With next-generation sequencing technology, researchers are now collecting whole-genome sequences for tens of thousands of people. These data are revealing genome-wide views of which parts of our genome vary and provide the basis for linking specific genetic variants to diseases and other traits. The DNA sequence between any two humans is typically more than 99.9% similar, but even small differences in the nucleotide sequence can have tremendous effects on an organisms phenotype and are responsible for many of the traits that make us unique (e.g. hair/eye color). One specific way in which DNA sequence can vary is via a single nucleotide polymorphism (called SNP for short). Just as it sounds, a SNP is a single-base change between two otherwise identical sequences.

In this lab, we will analyze sequence data from the 1000 Genomes Project, which was one of the first efforts to successfully sequence a large population of human individuals and make the data public. Visit the projects website (http://www.1000genomes.org/) or read this paper (An integrated map of genetic variation from 1,092 human genomes. Nature (2012)) to read more about this project. Since most of the information in the genome is identical from individual to individual, catalogs of variation are usually kept as lists of genomic coordinates at which a SNP has been found. We will give you a catalog of known variants, and your task will be to check several of the individuals sequenced in the 1000 Genomes Project for these variations in their genomes.

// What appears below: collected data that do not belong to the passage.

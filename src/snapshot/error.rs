//! Snapshot error types.

use thiserror::Error;

/// Why a snapshot could not be written or read back.
#[derive(Debug, Error)]
pub enum SnapshotError {
    /// The JSON draft could not be encoded or is malformed.
    #[error("snapshot JSON codec failed: {0}")]
    Json(#[from] serde_json::Error),

    /// The binary draft could not be encoded or is truncated or corrupt.
    #[error("snapshot binary codec failed: {0}")]
    Binary(#[from] bincode::Error),

    /// The draft was written by another snapshot format.
    #[error("snapshot format {found} cannot be restored, expected {supported}")]
    UnsupportedVersion { found: u32, supported: u32 },
}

Background on the input files provided:

Chromosome 2 is one of the largest human chromosomes, spanning over 242 million nucleotides. In order to keep file sizes manageable, we have slimmed down chromosome 2 for 90 individuals and stored these sequences in slim_chr2_seq.fasta (the entire fasta file for Chr2 is over 200Mb!). Note that although a normal human genome has two possible SNPs at each genome location (one for each homologous chromosome), we have only provided you with a single SNP at each locus for each individual for simplicity. Additionally, we have included a file (slim_chr2_SNPS.vcf) that contains a table of previously characterized SNPs and some information about them (genome location, reference SNP, variant SNP, disease information). We would like to read these large data files into Python data structures that we can easily manipulate and handle.

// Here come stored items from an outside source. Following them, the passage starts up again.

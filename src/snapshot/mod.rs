//! Snapshots of in-progress forms.
//!
//! A snapshot freezes one engine's values and errors so a half-filled form
//! can be stored as a draft and restored later. Rule sets are not part of a
//! snapshot; the host supplies them again on every validation.

use crate::core::Field;
use crate::engine::EngineState;
use chrono::{DateTime, Utc};
use serde::{Deserialize, Serialize};
use uuid::Uuid;

pub mod error;

pub use error::SnapshotError;

/// Version identifier for snapshot format
pub const SNAPSHOT_VERSION: u32 = 1;

/// Serializable snapshot of one engine's state.
#[derive(Clone, Debug, PartialEq, Serialize, Deserialize)]
#[serde(bound = "")]
pub struct FormSnapshot<F: Field> {
    /// Snapshot format version
    pub version: u32,

    /// Unique snapshot identifier
    pub id: String,

    /// When the snapshot was taken
    pub taken_at: DateTime<Utc>,

    /// Engine state at that moment
    pub state: EngineState<F>,
}

impl<F: Field> FormSnapshot<F> {
    pub fn new(state: EngineState<F>) -> Self {
        Self {
            version: SNAPSHOT_VERSION,
            id: Uuid::new_v4().to_string(),
            taken_at: Utc::now(),
            state,
        }
    }

    /// Unwrap the state, refusing snapshots of another format version.
    pub fn into_state(self) -> Result<EngineState<F>, SnapshotError> {
        if self.version != SNAPSHOT_VERSION {
            return Err(SnapshotError::UnsupportedVersion {
                found: self.version,
                supported: SNAPSHOT_VERSION,
            });
        }
        Ok(self.state)
    }

    pub fn to_json(&self) -> Result<String, SnapshotError> {
        Ok(serde_json::to_string(self)?)
    }

    pub fn from_json(json: &str) -> Result<Self, SnapshotError> {
        Ok(serde_json::from_str(json)?)
    }

    pub fn to_bytes(&self) -> Result<Vec<u8>, SnapshotError> {
        Ok(bincode::serialize(self)?)
    }

    pub fn from_bytes(bytes: &[u8]) -> Result<Self, SnapshotError> {
        Ok(bincode::deserialize(bytes)?)
    }
}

Part I: Analysis of single-nucleotide variations in a population

FASTA-formatted files:

Large DNA sequences are often stored in a text file in FASTA format, a standardized format for storing sequences in a text file (you saw this already in Lab 2). FASTA files follow a basic format: Lines starting with > are sequence headers, which identify all following lines of sequence until the next > header line; FASTA files can contain one or many sequences, each identified by its own > header line.

Your Task:

Write a script that reads the provided FASTA file (slim_chr2_seq.fasta) as well as the provided

SNP table (slim_chr2_SNPS.vcf) into lists that we can analyze. For each variant found in the SNP table, calculate the frequency at which the variant (SNP) occurs in the set of 90 individuals we have provided to you. Additionally, we want to find the variants with the maximum and minimum variant frequency in this population.

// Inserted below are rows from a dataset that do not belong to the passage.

//! Macros for declaring form fields.

/// Generate a field enum and its `Field` trait implementation.
///
/// Each variant names its wire name, which is what API payloads and
/// fetched records use as the key.
///
/// # Example
///
/// ```
/// use formstate::core::Field;
/// use formstate::field_enum;
///
/// field_enum! {
///     pub enum DishField {
///         Name => "nome",
///         Cuisine => "cozinha",
///         Price => "valor",
///     }
/// }
///
/// assert_eq!(DishField::Cuisine.name(), "cozinha");
/// assert_eq!(DishField::from_name("valor"), Some(DishField::Price));
/// assert_eq!(DishField::ALL.len(), 3);
/// ```
#[macro_export]
macro_rules! field_enum {
    (
        $(#[$meta:meta])*
        $vis:vis enum $name:ident {
            $(
                $(#[$variant_meta:meta])*
                $variant:ident => $wire:literal
            ),* $(,)?
        }
    ) => {
        $(#[$meta])*
        #[derive(Clone, Copy, PartialEq, Eq, Hash, Debug, serde::Serialize, serde::Deserialize)]
        $vis enum $name {
            $(
                $(#[$variant_meta])*
                #[serde(rename = $wire)]
                $variant
            ),*
        }

        impl $name {
            /// Every field of the form, in declaration order.
            pub const ALL: &'static [$name] = &[$($name::$variant),*];
        }

        impl $crate::core::Field for $name {
            fn name(&self) -> &str {
                match self {
                    $(Self::$variant => $wire),*
                }
            }

            fn from_name(name: &str) -> Option<Self> {
                match name {
                    $($wire => Some(Self::$variant),)*
                    _ => None,
                }
            }
        }
    };
}

#[cfg(test)]
mod tests {
    use crate::core::Field;

    field_enum! {
        enum OrderField {
            UserId => "usuarioId",
            Phone => "clienteTelefone",
            Total => "total",
        }
    }

    #[test]
    fn field_enum_macro_generates_trait() {
        assert_eq!(OrderField::UserId.name(), "usuarioId");
        assert_eq!(OrderField::Phone.name(), "clienteTelefone");
        assert_eq!(OrderField::from_name("total"), Some(OrderField::Total));
        assert_eq!(OrderField::from_name("status"), None);
    }

    #[test]
    fn all_lists_fields_in_order() {
        assert_eq!(
            OrderField::ALL,
            &[OrderField::UserId, OrderField::Phone, OrderField::Total]
        );
    }

    #[test]
    fn serde_uses_wire_names() {
        let json = serde_json::to_string(&OrderField::Phone).unwrap();
        assert_eq!(json, "\"clienteTelefone\"");

        let field: OrderField = serde_json::from_str("\"usuarioId\"").unwrap();
        assert_eq!(field, OrderField::UserId);
    }

    #[test]
    fn field_enum_supports_visibility() {
        field_enum! {
            pub enum PublicField {
                A => "a",
            }
        }

        assert_eq!(PublicField::A.name(), "a");
    }
}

Your script should do the following:

1. Open and read in chromosomal sequences in fasta for each of the 90 individuals. Store identifier and sequence information in separate lists, one element in each list per individual.
2. Open and read in SNP information stored in vcf (which can be opened as a text file). Store the information in this file in seven different lists, one for each column of data (open the file in a text editor before writing your code to understand its format). Remember to close any files you open!

Note: Use the slim_pos column to access the base corresponding to the SNP in the fasta sequences we provided!

PLEASE NOTE: While Python performs indexing from 0, biologists sometimes prefer to index from 1. We see this in the slim_chr2_SNPS.vcf file. For example, if the value in the slim_pos column is 2000, it refers to the 2000^th base in the sequence. If you have one of your sequences in a variable named seq, which element do you access with the code: `seq[2000]`? Hint: its not the 2000^th base!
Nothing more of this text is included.